Même que, en dehors de la Source suprême, qui exprime la Vérité, toute vérité particulière change et se modifie pour s’adapter au degré de l’ouverture de conscience d’un être particulier.  C’est ainsi que la vérité d’hier devient demi-vérité du moment et pure fausseté du lendemain.  De ce fait, chercher la stabilité dans le monde de la dualité et de la densité, c’est s’exposer à un bien grand désillusionnement, au moment le plus opportun, pour en tirer une leçon de vie, ce qui est pourtant le rêve de ceux qui tentent de s’y édifier un paradis artificiel plutôt que de chercher à reconquérir le Paradis perdu.  N’a-t-il pas été dit : «Cherchez d’abord le Royaume des cieux et le reste vous sera donné par surcroît…  Cherchez les valeurs imputrescibles, celles que la rouille ne peut corroder et que le voleur ne peut ravir…»
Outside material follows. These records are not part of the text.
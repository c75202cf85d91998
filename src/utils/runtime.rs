use anyhow::Result;

/// Runtime of the daemon. Everything it does is waiting on timers and files.
pub fn single_thread_runtime() -> Result<tokio::runtime::Runtime> {
    Ok(tokio::runtime::Builder::new_current_thread()
        .enable_all()
        .build()?)
}
use std::env::args;

use anyhow::Result;
use clap::Parser;
use habitrack::{
    daemon::{args::DaemonArgs, start_daemon},
    utils::{
        dir::prepare_application_path,
        logging::{enable_logging, DAEMON_PREFIX},
        runtime::single_thread_runtime,
    },
};

fn main() -> Result<()> {
    run_service(args().collect::<Vec<_>>())
}

fn run_service(command_args: Vec<String>) -> Result<()> {
    let args = DaemonArgs::parse_from(&command_args);

    #[cfg(unix)]
    if !args.force {
        use daemonize::Daemonize;

        let daemonize = Daemonize::new()
            .stdout(daemonize::Stdio::devnull())
            .stderr(daemonize::Stdio::devnull())
            .execute();
        match daemonize {
            daemonize::Outcome::Parent(parent) => {
                parent?;
                println!("Created daemon");
                return Ok(());
            }
            daemonize::Outcome::Child(child) => {
                child?;
            }
        }
    }

    run(args)
}

fn run(args: DaemonArgs) -> Result<()> {
    let app_dir = prepare_application_path(args.dir)?;
    enable_logging(DAEMON_PREFIX, &app_dir, args.log, args.log_console)?;
    single_thread_runtime()?.block_on(async move { start_daemon(app_dir).await })?;
    Ok(())
}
En spiritualité, c’est le constat qui amène à définir la stabilité comme la prise de conscience qu’en faisant partie intégrante du Tout cosmique et en collaborant au Plan divin de l’Émanation, chacun peut participer pleinement à l’Approvisionnement universel et s’assurer la sécurité cosmique.  Car celui qui reste constamment uni à Dieu dans sa pensée et son cœur, s’assure d’être dûment protégé, assisté, pourvu et guidé à chaque instant, même dans l’immédiat, dans la mesure où il sait s’aider lui-même.  Car il a été dit : «Aide-toi et le Ciel t’aidera.»  Alors, chacun parvient toujours à trouver ce qui comble ses besoins, avec les instruments utiles et les solutions justes, et il peut compter s’accomplir dans la sérénité parfaite.
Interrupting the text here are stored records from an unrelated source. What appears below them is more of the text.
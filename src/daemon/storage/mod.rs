//!  Storage is organized through [habit_storage::HabitStorage].
//!  The basic idea is:
//!   - There are three collections: habits, completion logs and settings.
//!   - A completion log exists only for days a habit was done. Un-marking a day deletes it.
//!   - Logs are grouped per habit, so month lookups never scan other habits.

pub mod entities;
pub mod habit_storage;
Certains doutent d’une telle assertion du fait qu’ils ne comprennent pas le langage de Dieu, qui leur parle à chaque instant par les archétypes, les symboles, les intuitions et les faits de vie, à moins qu’ils lui aient demandé de se retirer de leur vie.  Ainsi, ils en viennent à penser que Dieu est muet et qu’il est absent de leur vie.  Car Dieu, qui est plus intime à chaque être que lui-même et qui respecte rigoureusement la liberté humaine, dans les limites que permet son Plan originel, sait feindre se taire quand un être l’appelle à agir ainsi ou qu’il cesse de l’écouter.
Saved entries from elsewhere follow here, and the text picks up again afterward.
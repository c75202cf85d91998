use tokio::select;
use tokio_util::sync::CancellationToken;
use tracing::{error, info};

/// Waits for ctrl-c, or SIGTERM on unix, and cancels `cancelation`. `habitrack stop` kills the
/// daemon, which on unix arrives as SIGTERM.
pub async fn detect_shutdown(cancelation: CancellationToken) {
    #[cfg(unix)]
    {
        use tokio::signal::unix::{signal, SignalKind};

        let mut terminate = match signal(SignalKind::terminate()) {
            Ok(v) => v,
            Err(e) => {
                error!("Failed to listen for SIGTERM {e:?}");
                wait_ctrl_c(cancelation).await;
                return;
            }
        };
        select! {
            _ = tokio::signal::ctrl_c() => (),
            _ = terminate.recv() => (),
            _ = cancelation.cancelled() => return,
        };
        info!("Shutting down");
        cancelation.cancel();
    }
    #[cfg(not(unix))]
    wait_ctrl_c(cancelation).await;
}

async fn wait_ctrl_c(cancelation: CancellationToken) {
    select! {
        _ = tokio::signal::ctrl_c() => {
            info!("Shutting down");
            cancelation.cancel();
        },
        _ = cancelation.cancelled() => (),
    };
}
En ce moment, où le vieux monde de la dualité et de la densité se disloque et s’effondre de toutes parts, il n’existe plus d’autre refuse stable que le Royaume du Père-Mère.  L’effondrement du monde matériel est plus avancée qu’il ne paraît.  En ce moment, les jeux sont faits, les dés ont été lancés.  Aussi, n’existe-t-il désormais que deux choix : périr, si on reste attaché aux valeurs qui, à son insu, filent entre ses doigts, ou s’illuminer, si on choisit d’ascensionner dans un plan supérieur de conscience.

Pour ascensionner, il faut réaliser que la Source suprême a pleinement repris les rênes du pouvoir dans l’univers solaire et terrestre pour mener chacun là où il met son cœur.  Car, «là où est ton plus grand trésor, là est ton cœur et là est ton destin…»  Pour échapper aux pièges de l’Illusion, il n’est qu’un point de stabilité et de sécurité : s’abandonner inconditionnellement à la Lumière et lui donner carte blanche d’agir à travers son être.